Un lecteur superficiel pourrait être étourdi par cette profusion minutieuse et grandiose qui ne nous laisse ignorer aucun détail de ce terrible et admirable premier mois de la guerre où, au bord du gouffre, notre pays s'est relevé, précisément parce que l'ennemi le croyait déjà anéanti alors que, pour le sursaut victorieux de la Marne, il bandait son énergie et ses forces.

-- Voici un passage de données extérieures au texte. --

//! Full builds: the Contract / PremiumContract scenario, idempotence,
//! aspect degradation and datatype fallback.

use crate::integration::test_utils::{contract_store, date, orchestrator};
use modelgen::builder::{GENERATION, PUBLISHED_INTERFACE, TYPE_IMPLEMENTATION};
use modelgen::context::ContextSettings;
use modelgen::diagnostics::DiagnosticCode;
use modelgen::emit::{FsEmitter, WriteResult};
use modelgen::node::{default_kind, Aspect, NodeKind};
use modelgen::orchestrator::{BuildKind, BuildRequest, BuildState, Orchestrator};
use modelgen::source::{AttributeDef, InMemoryModelStore, KindFilter, ModelStore, SourceObject, TypeProperties};
use modelgen::GenerationContext;
use std::path::PathBuf;
use std::sync::Arc;
use tempfile::TempDir;

#[test]
fn test_contract_scenario() {
    let store = contract_store();
    let (emitter, orchestrator) = orchestrator(
        store.clone(),
        ContextSettings::new("motor").with_published_interfaces(false),
    );

    let report = orchestrator
        .run_build(&BuildRequest::new(), BuildKind::Full)
        .unwrap();
    assert_eq!(report.state, BuildState::Done);
    assert!(!report.is_failed());

    let of_builder = |builder: &str| -> Vec<PathBuf> {
        report
            .artifacts
            .iter()
            .filter(|a| a.builder == builder)
            .map(|a| a.path.clone())
            .collect()
    };
    assert_eq!(
        of_builder(TYPE_IMPLEMENTATION),
        vec![PathBuf::from("motor/Contract.java"), PathBuf::from("motor/PremiumContract.java")]
    );
    assert_eq!(
        of_builder(GENERATION),
        vec![
            PathBuf::from("motor/ContractGen_20240101.java"),
            PathBuf::from("motor/PremiumContractGen_20240101.java"),
        ]
    );
    assert!(of_builder(PUBLISHED_INTERFACE).is_empty());
    let premium = emitter.content("motor/PremiumContract.java").unwrap();
    assert!(premium.contains("public class PremiumContract extends Contract"));

    // the parent comes out of the same cache, without a second construction
    let cache = orchestrator.cache();
    let context = orchestrator.context();
    let constructed = cache.constructions();
    let premium = store.find("motor.PremiumContract").unwrap().unwrap();
    let contract = store.find("motor.Contract").unwrap().unwrap();
    let premium_node = cache
        .get_or_create(&premium, NodeKind::GenerationalType, &context)
        .unwrap();
    let parent = premium_node.parent_node(cache).unwrap().unwrap();
    let contract_node = cache
        .get_or_create(&contract, NodeKind::GenerationalType, &context)
        .unwrap();
    assert!(Arc::ptr_eq(&parent, &contract_node));
    assert_eq!(cache.constructions(), constructed);
}

#[test]
fn test_rebuild_reports_unchanged() {
    let dir = TempDir::new().unwrap();
    let store = contract_store();
    let emitter = Arc::new(FsEmitter::new(dir.path().join("generated")).unwrap());
    let orchestrator = Orchestrator::with_standard_builders(
        store,
        emitter,
        GenerationContext::with_builtin_datatypes(ContextSettings::new("motor")),
    );

    let first = orchestrator
        .run_build(&BuildRequest::new(), BuildKind::Full)
        .unwrap();
    assert!(!first.artifacts.is_empty());
    assert_eq!(first.count(WriteResult::Created), first.artifacts.len());

    let second = orchestrator
        .run_build(&BuildRequest::new(), BuildKind::Full)
        .unwrap();
    assert_eq!(second.artifacts.len(), first.artifacts.len());
    for record in &first.artifacts {
        let again = second.artifact(&record.path).unwrap();
        assert_eq!(again.result, WriteResult::Unchanged, "{:?}", record.path);
    }
    assert_eq!(second.written().count(), 0);
}

#[test]
fn test_aspect_degradation() {
    let store = contract_store();
    store
        .insert(SourceObject::policy_type("motor.Vehicle", TypeProperties::default()))
        .unwrap();
    let types = store.list(&KindFilter::only(&[
        modelgen::source::SourceKind::PolicyType,
        modelgen::source::SourceKind::ProductType,
    ]))
    .unwrap();

    let single = GenerationContext::with_builtin_datatypes(
        ContextSettings::new("motor").with_published_interfaces(false),
    );
    let split = GenerationContext::with_builtin_datatypes(ContextSettings::new("motor"));
    let cache = modelgen::ModelCache::new(store.clone());

    for object in &types {
        let node = cache
            .get_or_create(object, default_kind(object.kind()), &single)
            .unwrap();
        assert_eq!(
            node.qualified_name(Aspect::Interface),
            node.qualified_name(Aspect::Implementation)
        );
        for generation in node.generation_nodes(&cache).unwrap() {
            assert_eq!(
                generation.qualified_name(Aspect::Interface),
                generation.qualified_name(Aspect::Implementation)
            );
        }

        let node = cache
            .get_or_create(object, default_kind(object.kind()), &split)
            .unwrap();
        let simple = object.name();
        assert_eq!(
            node.qualified_name(Aspect::Interface),
            format!("motor.I{}", simple)
        );
        assert_eq!(
            node.qualified_name(Aspect::Implementation),
            format!("motor.internal.{}", simple)
        );
    }
}

#[test]
fn test_unresolved_datatype_reported_once() {
    let store = Arc::new(InMemoryModelStore::new());
    let props = TypeProperties {
        attributes: vec![
            AttributeDef::new("riskClass", "RiskClass"),
            AttributeDef::new("premium", "Ratio"),
            AttributeDef::new("name", "String"),
        ],
        ..TypeProperties::default()
    };
    store
        .insert_with_generations(
            SourceObject::product_type("motor.Tariff", props),
            &[date(2024, 1, 1), date(2025, 1, 1)],
        )
        .unwrap();
    let (emitter, orchestrator) = orchestrator(store, ContextSettings::new("motor"));

    let report = orchestrator
        .run_build(&BuildRequest::new(), BuildKind::Full)
        .unwrap();
    assert_eq!(report.state, BuildState::Done);
    assert!(!report.is_failed());
    let unresolved: Vec<_> = report
        .diagnostics_with(DiagnosticCode::UnresolvedDatatype)
        .collect();
    assert_eq!(unresolved.len(), 2);
    assert!(unresolved.iter().all(|d| d.object_name == "motor.Tariff"));

    let implementation = emitter.content("motor/internal/Tariff.java").unwrap();
    assert!(implementation.contains("private Object riskClass"));

    let again = orchestrator
        .run_build(&BuildRequest::new(), BuildKind::Full)
        .unwrap();
    assert_eq!(again.diagnostics_with(DiagnosticCode::UnresolvedDatatype).count(), 2);
}
//! Shared fixtures for integration tests

use chrono::NaiveDate;
use modelgen::context::{ContextSettings, GenerationContext};
use modelgen::emit::MemoryEmitter;
use modelgen::orchestrator::Orchestrator;
use modelgen::source::{AttributeDef, InMemoryModelStore, SourceObject, TypeProperties};
use std::sync::Arc;

pub fn date(y: i32, m: u32, d: u32) -> NaiveDate {
    NaiveDate::from_ymd_opt(y, m, d).unwrap()
}

pub fn changing(name: &str, datatype: &str) -> AttributeDef {
    let mut attribute = AttributeDef::new(name, datatype);
    attribute.changing_over_time = true;
    attribute
}

pub fn subtype_of(supertype: &str) -> TypeProperties {
    TypeProperties {
        supertype: Some(supertype.to_string()),
        ..TypeProperties::default()
    }
}

/// `motor.Contract` and `motor.PremiumContract` (extending it), both product
/// types with a generation valid from 2024-01-01.
pub fn contract_store() -> Arc<InMemoryModelStore> {
    let store = Arc::new(InMemoryModelStore::new());
    let contract = TypeProperties {
        attributes: vec![AttributeDef::new("policyNumber", "String"), changing("rate", "Decimal")],
        ..TypeProperties::default()
    };
    store
        .insert_with_generations(
            SourceObject::product_type("motor.Contract", contract),
            &[date(2024, 1, 1)],
        )
        .unwrap();
    store
        .insert_with_generations(
            SourceObject::product_type("motor.PremiumContract", subtype_of("motor.Contract")),
            &[date(2024, 1, 1)],
        )
        .unwrap();
    store
}

pub fn orchestrator(
    store: Arc<InMemoryModelStore>,
    settings: ContextSettings,
) -> (Arc<MemoryEmitter>, Orchestrator) {
    let emitter = Arc::new(MemoryEmitter::new());
    let orchestrator = Orchestrator::with_standard_builders(
        store,
        emitter.clone(),
        GenerationContext::with_builtin_datatypes(settings),
    );
    (emitter, orchestrator)
}
pub mod global_file;
pub mod workspace_file;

Cette Somme compacte, sans paragraphes, totalité intégrant sans faiblesse ni relâchement munitions, uniformes, déplacements, portraits, psychologies, élans, illusions, déceptions et arrogance, la France et l'Allemagne dans une lutte sans merci, Charles Péguy et ses beaux textes, Charles Péguy et ses poèmes, ce monde où pas un souffle d'air ne passe et où toute facilité aurait été une trahison, nous jette de plain-pied dans la fournaise et les tourments au quotidien. Le malheur n'est pas que la guerre mais ce qui est aussi autour d'elle et qu'elle fait culminer.
L'allégresse guerrière de la France, la joie de Paris certain de la reconquête, la mobilisation en chantant, le peuple dans l'amour de ses soldats, les embrassades émues et fières des départs, le triomphe allemand, la stratégie et la tactique teutonnes à la fois éclatantes mais incroyables, l'aveuglement initial et entêté de Joffre puis sa géniale et patiente retraite à la Koutouzov, les marches épuisantes, les pieds blessés, les chevaux affaiblis, l'odeur pestilentielle, la rude solidarité de ceux qui vivent en sachant que la mort les accompagne de près, les chefs qui donnent l'exemple, la guerre, ses affres et ses étranges vertus, Péguy rameutant, encourageant, stimulant, persuadé de coïncider avec lui-même, avec ce qu'il avait toujours voulu, Péguy debout sous l'incessante mitraille et prenant, comme une offrande à son audace insensée, une balle en plein front, un désastre, une espérance.
Juste avant la bataille de la Marne.
Péguy a regagné la terre qu'il avait magnifiée, terre pour les vivants et terre des morts.
Michel Laval, pour cette épopée multiforme, a inventé un style.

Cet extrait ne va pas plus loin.